Dans ce contexte, les remerciements appuyés de Washington à Djibouti en mai dernier n'ont rien d'étonnant. Comme l'a en effet relaté le site d'information suisse Romandie, le secrétaire d'Etat américain John Kerry y a effectué une visite officielle pour remercier le gouvernement d'avoir accueilli plusieurs centaines de ses concitoyens contraints de fuir le Yémen et la Somalie.
De fait, Djibouti a considérablement accru sa participation à la lutte contre l'extrémisme religieux dans la région et ne cesse de se placer en allié pour les puissances occidentales. Le pays fait partie d'une coalition militaire et humanitaire qui, sous l'égide de l'Union africaine et avec le soutien des Etats-Unis, combat les islamistes Shebab somaliens, proches d'Al-Qaïda.
Profitable aux pays occidentaux, la stratégie menée par Ismaël Omar Guelleh, président de Djibouti en poste depuis 1999 et qui vise un 4e mandat consécutif lors de la prochaine élection présidentielle prévue pour 2016, n'est certainement pas désintéressée. Grand artisan de l'indépendance de son pays vis-à-vis de la France, finalement obtenue en 1977, IOG s'est efforcé depuis d'entretenir de bonnes relations avec ses partenaires européens et américains pour asseoir son pouvoir, qu'une frange de plus en plus importante de la société djiboutienne lui conteste.
Répression, exactions et confiscation du pouvoir
Connu pour son exercice autoritaire du pouvoir, Ismaël Omar Guelleh n'est en effet pas parvenu à sortir son pays de la pauvreté ou à améliorer le développement humain de la population, et ce en dépit d'une croissance soutenue – 5 % – depuis plusieurs années. Pire, le président djiboutien a généralisé le recours à la violence et la répression, notamment à l'encontre du Front pour la restauration de l'unité et de la démocratie, un mouvement d'opposition qui a le vent en poupe dans le nord du pays.
Un bilan fort peu flatteur de plus en plus critiqué en interne, mais rarement évoqué à l'étranger. Les soupçons d'implication du président Guelleh dans l'affaire de l'assassinat du juge français Bernard Borrel à Djibouti en 1995 ont à peine rafraîchi les relations avec Paris.

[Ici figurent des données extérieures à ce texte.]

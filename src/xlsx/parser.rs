//! XLSX package reader.

use crate::container::{PackageParts, Relationships};
use crate::error::{Error, Result};
use crate::model::{SheetDescriptor, WorkbookPreview};
use std::path::Path;

use super::shared_strings::SharedStrings;
use super::workbook::{parse_sheets, WORKBOOK_PATH, WORKBOOK_RELS_PATH, WORKBOOK_ROOT};
use super::worksheet::decode_worksheet;

/// Reader for XLSX (Excel) workbooks.
///
/// Opening a parser decompresses the whole package and loads the shared
/// strings, the sheet list and the workbook relationships. [`parse`] then
/// decodes the first declared sheet only; the remaining sheets are reported
/// by name.
///
/// [`parse`]: XlsxParser::parse
pub struct XlsxParser {
    parts: PackageParts,
    shared_strings: SharedStrings,
    sheets: Vec<SheetDescriptor>,
    relationships: Relationships,
}

impl XlsxParser {
    /// Open an XLSX file for parsing.
    pub fn open(path: impl AsRef<Path>) -> Result<Self> {
        let parts = PackageParts::open(path)?;
        Self::from_parts(parts)
    }

    /// Create a parser from archive bytes.
    pub fn from_bytes(data: &[u8]) -> Result<Self> {
        let parts = PackageParts::from_bytes(data)?;
        Self::from_parts(parts)
    }

    /// Create a parser from an already decompressed package.
    ///
    /// Fails when the workbook part or its relationships are missing or
    /// malformed, or when the workbook declares no sheets.
    pub fn from_parts(parts: PackageParts) -> Result<Self> {
        let shared_strings = SharedStrings::from_parts(&parts);

        let sheets = parse_sheets(&parts.read_xml(WORKBOOK_PATH)?)?;
        if sheets.is_empty() {
            return Err(Error::NoSheet);
        }

        let relationships = Relationships::parse(&parts.read_xml(WORKBOOK_RELS_PATH)?)?;

        log::debug!(
            "workbook: {} sheets, {} relationships, {} shared strings",
            sheets.len(),
            relationships.len(),
            shared_strings.len()
        );

        Ok(Self {
            parts,
            shared_strings,
            sheets,
            relationships,
        })
    }

    /// Decode the first sheet's rows.
    pub fn parse(&self) -> Result<WorkbookPreview> {
        let first = self.sheets.first().ok_or(Error::NoSheet)?;
        let sheet_path = self.worksheet_path(first)?;
        log::debug!("decoding sheet {:?} from {}", first.name, sheet_path);

        let xml = self.parts.read_xml(&sheet_path)?;
        let rows = decode_worksheet(&xml, &self.shared_strings)?;

        Ok(WorkbookPreview::new(self.sheet_names(), first.name.clone(), rows))
    }

    /// Package part path of a sheet's worksheet.
    fn worksheet_path(&self, sheet: &SheetDescriptor) -> Result<String> {
        let path = self
            .relationships
            .resolve_target(&sheet.relationship_id, WORKBOOK_ROOT)
            .ok_or_else(|| {
                Error::MissingComponent(format!(
                    "relationship {:?} for sheet {:?}",
                    sheet.relationship_id, sheet.name
                ))
            })?;

        if let Some(rel) = self
            .relationships
            .get(&sheet.relationship_id)
            .filter(|rel| !is_worksheet_relationship(&rel.rel_type))
        {
            log::warn!(
                "sheet {:?} points at a {:?} relationship, reading it as a worksheet",
                sheet.name,
                rel.rel_type
            );
        }

        Ok(path)
    }

    /// Get a reference to the decompressed package.
    pub fn parts(&self) -> &PackageParts {
        &self.parts
    }

    /// Declared sheets, in order.
    pub fn sheets(&self) -> &[SheetDescriptor] {
        &self.sheets
    }

    /// Get the number of sheets.
    pub fn sheet_count(&self) -> usize {
        self.sheets.len()
    }

    /// Get sheet names.
    pub fn sheet_names(&self) -> Vec<String> {
        self.sheets.iter().map(|s| s.name.clone()).collect()
    }
}

/// Whether a relationship type names a worksheet, under either the
/// transitional or the strict namespace.
fn is_worksheet_relationship(rel_type: &str) -> bool {
    rel_type.rsplit('/').next() == Some("worksheet")
}

impl std::fmt::Debug for XlsxParser {
    fn fmt(&self, f: &mut std::fmt::Formatter<'_>) -> std::fmt::Result {
        f.debug_struct("XlsxParser")
            .field("parts", &self.parts)
            .field("sheets", &self.sheets)
            .finish()
    }
}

A l'époque, Ismaël Omar Guelleh était chef de cabinet du président Aptidon et est encore aujourd'hui fortement suspecté d'avoir été le ou l'un des commanditaires de ce meurtre d'un magistrat dont le travail était vu d'un mauvais oeil par le pouvoir djiboutien. En 2007, la juge d'instruction Sophie Clément, chargée de l'affaire, avait souhaité auditionner Ismaël Omar Guelleh en marge du sommet France-Afrique qui se déroulait à Cannes, mais son immunité lui avait permis de s'y soustraire.

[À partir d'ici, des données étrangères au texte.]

#![doc = include_str!("../README.md")]
#![doc(issue_tracker_base_url = "https://github.com/factordynamics/massive/issues/")]
#![cfg_attr(docsrs, feature(doc_cfg, doc_auto_cfg))]
#![warn(missing_docs)]
#![forbid(unsafe_code)]

//! SEC filing endpoints.

use async_trait::async_trait;
use massive_core::{ListResponse, MassiveClient, Result};

/// 10-K sections.
pub mod sections;

pub use sections::{TenKSection, TenKSectionKind, TenKSectionsRequest};

/// SEC filing data.
#[async_trait]
pub trait FilingsApi {
    /// One page of 10-K sections.
    async fn ten_k_sections(
        &self,
        request: &TenKSectionsRequest,
    ) -> Result<ListResponse<TenKSection>>;
}

#[async_trait]
impl FilingsApi for MassiveClient {
    async fn ten_k_sections(
        &self,
        request: &TenKSectionsRequest,
    ) -> Result<ListResponse<TenKSection>> {
        self.send(request).await
    }
}

#[cfg(test)]
mod tests {
    use super::*;
    use massive_core::testing::{MockServer, TEST_API_KEY};

    #[tokio::test]
    async fn test_ten_k_sections_through_trait() {
        let server = MockServer::start(200, r#"{"status":"OK","results":[]}"#).await;

        let page = server
            .client()
            .ten_k_sections(&TenKSectionsRequest::for_cik("0001045810"))
            .await
            .unwrap();
        assert!(page.is_empty());

        let recorded = server.last_request().unwrap();
        assert_eq!(
            recorded.query,
            vec![
                ("apiKey".to_string(), TEST_API_KEY.to_string()),
                ("cik".to_string(), "0001045810".to_string()),
            ]
        );
    }
}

A un an de la prochaine élection présidentielle djiboutienne, le président sortant semble donc conserver la même posture que celle qui lui a apporté le succès au cours des seize dernières années. Ménager ses alliés étrangers et participer activement à la défense de leurs intérêts dans une région extrêmement sensible pour mieux occuper le pouvoir d'une main de fer.

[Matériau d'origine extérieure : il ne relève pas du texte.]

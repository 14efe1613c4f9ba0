//! Market-wide and single-ticker snapshots.

use massive_core::{QueryParams, Request, Ticker, join_tickers};
use serde::{Deserialize, Serialize};
use std::fmt;

/// Parameters for `/v2/snapshot/locale/us/markets/stocks/tickers`.
#[derive(Clone, Debug, Default, PartialEq, Eq)]
pub struct SnapshotAllRequest {
    /// Restrict to these tickers; empty means all.
    pub tickers: Vec<Ticker>,
    /// Whether to include OTC securities.
    pub include_otc: Option<bool>,
}

impl SnapshotAllRequest {
    /// Creates a request for every ticker.
    #[must_use]
    pub fn new() -> Self {
        Self::default()
    }

    /// Restricts the snapshot to `tickers`.
    #[must_use]
    pub fn tickers<T: Into<Ticker>>(mut self, tickers: impl IntoIterator<Item = T>) -> Self {
        self.tickers = tickers.into_iter().map(Into::into).collect();
        self
    }

    /// Sets whether to include OTC securities.
    #[must_use]
    pub fn include_otc(mut self, include_otc: bool) -> Self {
        self.include_otc = Some(include_otc);
        self
    }
}

impl Request for SnapshotAllRequest {
    type Response = Snapshots;

    fn path(&self) -> String {
        "/v2/snapshot/locale/us/markets/stocks/tickers".to_string()
    }

    fn query(&self) -> QueryParams {
        QueryParams::new()
            .with("tickers", join_tickers(&self.tickers))
            .with_opt("include_otc", self.include_otc)
    }
}

/// Parameters for `/v2/snapshot/locale/us/markets/stocks/tickers/{ticker}`.
#[derive(Clone, Debug, PartialEq, Eq)]
pub struct SnapshotTickerRequest {
    /// Stock ticker.
    pub ticker: Ticker,
}

impl SnapshotTickerRequest {
    /// Creates a request for the snapshot of `ticker`.
    #[must_use]
    pub fn new(ticker: impl Into<Ticker>) -> Self {
        Self {
            ticker: ticker.into(),
        }
    }
}

impl Request for SnapshotTickerRequest {
    type Response = SnapshotResponse;

    fn path(&self) -> String {
        format!(
            "/v2/snapshot/locale/us/markets/stocks/tickers/{}",
            self.ticker
        )
    }
}

/// Direction for the movers snapshot.
#[derive(Clone, Copy, Debug, Default, PartialEq, Eq, Hash)]
pub enum Direction {
    /// Top gainers.
    #[default]
    Gainers,
    /// Top losers.
    Losers,
}

impl Direction {
    /// Returns the path segment.
    #[must_use]
    pub const fn as_str(&self) -> &'static str {
        match self {
            Self::Gainers => "gainers",
            Self::Losers => "losers",
        }
    }
}

impl fmt::Display for Direction {
    fn fmt(&self, f: &mut fmt::Formatter<'_>) -> fmt::Result {
        f.write_str(self.as_str())
    }
}

/// Parameters for `/v2/snapshot/locale/us/markets/stocks/{direction}`.
#[derive(Clone, Debug, Default, PartialEq, Eq)]
pub struct MoversRequest {
    /// Gainers or losers.
    pub direction: Direction,
    /// Whether to include OTC securities.
    pub include_otc: Option<bool>,
}

impl MoversRequest {
    /// Creates a request for the top 20 movers in `direction`.
    #[must_use]
    pub const fn new(direction: Direction) -> Self {
        Self {
            direction,
            include_otc: None,
        }
    }

    /// Sets whether to include OTC securities.
    #[must_use]
    pub const fn include_otc(mut self, include_otc: bool) -> Self {
        self.include_otc = Some(include_otc);
        self
    }
}

impl Request for MoversRequest {
    type Response = Snapshots;

    fn path(&self) -> String {
        format!("/v2/snapshot/locale/us/markets/stocks/{}", self.direction)
    }

    fn query(&self) -> QueryParams {
        QueryParams::new().with_opt("include_otc", self.include_otc)
    }
}

/// A bar inside a snapshot (day, previous day, or latest minute).
#[derive(Clone, Debug, Default, PartialEq, Serialize, Deserialize)]
pub struct SnapshotBar {
    /// Open price.
    #[serde(rename = "o", default)]
    pub open: f64,
    /// Highest price.
    #[serde(rename = "h", default)]
    pub high: f64,
    /// Lowest price.
    #[serde(rename = "l", default)]
    pub low: f64,
    /// Close price.
    #[serde(rename = "c", default)]
    pub close: f64,
    /// Trading volume.
    #[serde(rename = "v", default)]
    pub volume: f64,
    /// Volume weighted average price.
    #[serde(rename = "vw")]
    pub vwap: Option<f64>,
    /// Accumulated volume for the day (minute bar only).
    #[serde(rename = "av")]
    pub accumulated_volume: Option<f64>,
    /// Number of transactions (minute bar only).
    #[serde(rename = "n")]
    pub transactions: Option<u64>,
    /// Window start, Unix milliseconds (minute bar only).
    #[serde(rename = "t")]
    pub timestamp: Option<i64>,
}

/// Latest quote inside a snapshot.
#[derive(Clone, Debug, Default, PartialEq, Serialize, Deserialize)]
pub struct SnapshotQuote {
    /// Ask price.
    #[serde(rename = "P", default)]
    pub ask_price: f64,
    /// Ask size in round lots.
    #[serde(rename = "S", default)]
    pub ask_size: f64,
    /// Bid price.
    #[serde(rename = "p", default)]
    pub bid_price: f64,
    /// Bid size in round lots.
    #[serde(rename = "s", default)]
    pub bid_size: f64,
    /// Quote timestamp, Unix nanoseconds.
    #[serde(rename = "t", default)]
    pub timestamp: i64,
}

/// Latest trade inside a snapshot.
#[derive(Clone, Debug, Default, PartialEq, Serialize, Deserialize)]
pub struct SnapshotTrade {
    /// Trade condition codes.
    #[serde(rename = "c", default)]
    pub conditions: Vec<i32>,
    /// Trade id.
    #[serde(rename = "i", default)]
    pub id: String,
    /// Trade price.
    #[serde(rename = "p", default)]
    pub price: f64,
    /// Trade size.
    #[serde(rename = "s", default)]
    pub size: f64,
    /// Trade timestamp, Unix nanoseconds.
    #[serde(rename = "t", default)]
    pub timestamp: i64,
    /// Exchange id.
    #[serde(rename = "x", default)]
    pub exchange: i32,
}

/// Snapshot of one ticker.
#[derive(Clone, Debug, Default, PartialEq, Serialize, Deserialize)]
#[serde(rename_all = "camelCase")]
pub struct TickerSnapshot {
    /// Ticker.
    pub ticker: String,
    /// Current day's bar.
    pub day: Option<SnapshotBar>,
    /// Latest quote.
    pub last_quote: Option<SnapshotQuote>,
    /// Latest trade.
    pub last_trade: Option<SnapshotTrade>,
    /// Latest minute bar.
    pub min: Option<SnapshotBar>,
    /// Previous day's bar.
    pub prev_day: Option<SnapshotBar>,
    /// Change since previous close.
    #[serde(default)]
    pub todays_change: f64,
    /// Percent change since previous close.
    #[serde(default)]
    pub todays_change_perc: f64,
    /// Last update, Unix nanoseconds.
    #[serde(default)]
    pub updated: i64,
    /// Fair market value (business plans only).
    pub fmv: Option<f64>,
}

/// Response of the snapshot-all and movers endpoints.
#[derive(Clone, Debug, Default, PartialEq, Serialize, Deserialize)]
pub struct Snapshots {
    /// Response status.
    #[serde(default)]
    pub status: String,
    /// Request id assigned by the server.
    pub request_id: Option<String>,
    /// Number of tickers.
    pub count: Option<u64>,
    /// Ticker snapshots.
    #[serde(default)]
    pub tickers: Vec<TickerSnapshot>,
}

/// Response of the single-ticker snapshot endpoint.
#[derive(Clone, Debug, Default, PartialEq, Serialize, Deserialize)]
pub struct SnapshotResponse {
    /// Response status.
    #[serde(default)]
    pub status: String,
    /// Request id assigned by the server.
    pub request_id: Option<String>,
    /// The snapshot.
    pub ticker: TickerSnapshot,
}

#[cfg(test)]
mod tests {
    use super::*;
    use massive_core::testing::MockServer;

    const SNAPSHOT: &str = r#"{
        "day": {"c": 245.0, "h": 247.33, "l": 243.2, "o": 244.31, "v": 45045571, "vw": 245.3},
        "lastQuote": {"P": 245.05, "S": 4, "p": 245.01, "s": 2, "t": 1736197200000000000},
        "lastTrade": {"c": [14, 41], "i": "71675577320245", "p": 245.03, "s": 100, "t": 1736197199000000000, "x": 4},
        "min": {"av": 45045571, "c": 245.0, "h": 245.1, "l": 244.9, "n": 310, "o": 245.0, "t": 1736197140000, "v": 21000, "vw": 245.0},
        "prevDay": {"c": 243.36, "h": 245.15, "l": 241.82, "o": 242.98, "v": 40000000, "vw": 243.5},
        "ticker": "AAPL",
        "todaysChange": 1.64,
        "todaysChangePerc": 0.674,
        "updated": 1736197200000000000
    }"#;

    #[test]
    fn test_paths_and_queries() {
        let all = SnapshotAllRequest::new().tickers(["aapl", "msft"]);
        assert_eq!(all.path(), "/v2/snapshot/locale/us/markets/stocks/tickers");
        assert_eq!(all.query().get("tickers"), Some("AAPL,MSFT"));

        assert!(SnapshotAllRequest::new().query().is_empty());

        assert_eq!(
            SnapshotTickerRequest::new("aapl").path(),
            "/v2/snapshot/locale/us/markets/stocks/tickers/AAPL"
        );
        assert_eq!(
            MoversRequest::new(Direction::Losers).path(),
            "/v2/snapshot/locale/us/markets/stocks/losers"
        );
    }

    #[test]
    fn test_decode_snapshot() {
        let body = format!(r#"{{"status":"OK","request_id":"1","ticker":{SNAPSHOT}}}"#);
        let response: SnapshotResponse = serde_json::from_str(&body).unwrap();
        let snapshot = response.ticker;
        assert_eq!(snapshot.ticker, "AAPL");
        assert_eq!(snapshot.day.unwrap().close, 245.0);
        assert_eq!(snapshot.last_quote.unwrap().ask_size, 4.0);
        assert_eq!(snapshot.min.unwrap().accumulated_volume, Some(45_045_571.0));
        assert_eq!(snapshot.prev_day.unwrap().vwap, Some(243.5));
        assert_eq!(snapshot.fmv, None);
    }

    #[tokio::test]
    async fn test_movers_round_trip() {
        let body = format!(r#"{{"status":"OK","tickers":[{SNAPSHOT}]}}"#);
        let server = MockServer::start(200, body).await;

        let movers = server
            .client()
            .send(&MoversRequest::new(Direction::Gainers).include_otc(false))
            .await
            .unwrap();
        assert_eq!(movers.tickers.len(), 1);
        assert_eq!(movers.tickers[0].todays_change, 1.64);

        let recorded = server.last_request().unwrap();
        assert_eq!(recorded.path, "/v2/snapshot/locale/us/markets/stocks/gainers");
        assert_eq!(recorded.query_value("include_otc"), Some("false"));
    }
}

Le récent rapprochement entre Djibouti et la Chine illustre parfaitement ce phénomène. Dans une optique tant commerciale que militaire, Pékin cherche en effet à renforcer sa présence dans cette partie du monde. Une volonté qui, à l'heure où la France tendrait plutôt à se désengager de Djibouti, aurait tout d'une aubaine pour Ismaël Omar Guelleh.
La Chine finance d'ores et déjà le colossal projet de ligne ferroviaire entre Djibouti et l'Ethiopie, aussi coûteuse qu'indispensable au développement de la région, et s'active actuellement pour devenir une puissance navale, présente sur tous les océans. En échange de bases militaires gratuites, le gouvernement chinois deviendrait l'un des plus grands pourvoyeurs d'aide économique du pays. La belle affaire ! Faute de redistribution efficace des richesses, le peuple n'en profiterait pas. En 2010, Djibouti était ainsi classé 147ème pays sur 169 sur le plan du développement humain.